### AIM OF THE TASK
Starting at the line that contains "let url = card" and stopping after the last line, set down the listing exactly as it is. Add nothing.

### EXTRACTED DATA
-- Opening Marker --
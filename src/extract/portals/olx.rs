// src/extract/portals/olx.rs
use once_cell::sync::Lazy;
use reqwest::Url;
use scraper::{ElementRef, Html, Selector};

use super::{first_text, ParsedPage, PortalRule};
use crate::error::ParseError;
use crate::extract::canonical_link;
use crate::extract::types::AdvertRecord;

const PORTAL: &str = "olx";

static CARD: Lazy<Selector> = Lazy::new(|| Selector::parse(r#"div[data-cy="l-card"]"#).unwrap());
static LINK: Lazy<Selector> = Lazy::new(|| Selector::parse("a[href]").unwrap());
static TITLE: Lazy<Selector> =
    Lazy::new(|| Selector::parse(r#"[data-cy="ad-card-title"], h6, h4"#).unwrap());
static PRICE: Lazy<Selector> =
    Lazy::new(|| Selector::parse(r#"[data-testid="ad-price"]"#).unwrap());

/// Search result pages of olx.pl and its sister sites.
pub struct OlxRule;

impl PortalRule for OlxRule {
    fn name(&self) -> &'static str {
        PORTAL
    }

    fn parse(&self, page: &str, base: &Url) -> ParsedPage {
        let doc = Html::parse_document(page);
        let mut out = ParsedPage::default();
        for (index, card) in doc.select(&CARD).enumerate() {
            out.push(parse_card(index, &card, base));
        }
        out
    }
}

fn parse_card(index: usize, card: &ElementRef<'_>, base: &Url) -> Result<AdvertRecord, ParseError> {
    let missing = |field| ParseError {
        portal: PORTAL,
        index,
        field,
    };

    let url = card
        .select(&LINK)
        .next()
        .and_then(|a| a.value().attr("href"))
        .and_then(|href| canonical_link(base, href))
        .ok_or_else(|| missing("url"))?;

    let title = first_text(card, &TITLE).ok_or_else(|| missing("title"))?;

    // Cards carry the numeric listing id; promoted cards sometimes don't.
    let external_id = card
        .value()
        .attr("id")
        .map(str::trim)
        .filter(|id| !id.is_empty())
        .map(str::to_string)
        .unwrap_or_else(|| url.clone());

    Ok(AdvertRecord {
        source_id: PORTAL.to_string(),
        external_id,
        title,
        url,
        price: first_text(card, &PRICE),
    })
}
-- Closing Marker --
### THE ANSWER
    let url = card
        .select(&LINK)
        .next()
        .and_then(|a| a.value().attr("href"))
        .and_then(|href| canonical_link(base, href))
        .ok_or_else(|| missing("url"))?;

    let title = first_text(card, &TITLE).ok_or_else(|| missing("title"))?;

    // Cards carry the numeric listing id; promoted cards sometimes don't.
    let external_id = card
        .value()
        .attr("id")
        .map(str::trim)
        .filter(|id| !id.is_empty())
        .map(str::to_string)
        .unwrap_or_else(|| url.clone());

    Ok(AdvertRecord {
        source_id: PORTAL.to_string(),
        external_id,
        title,
        url,
        price: first_text(card, &PRICE),
    })
}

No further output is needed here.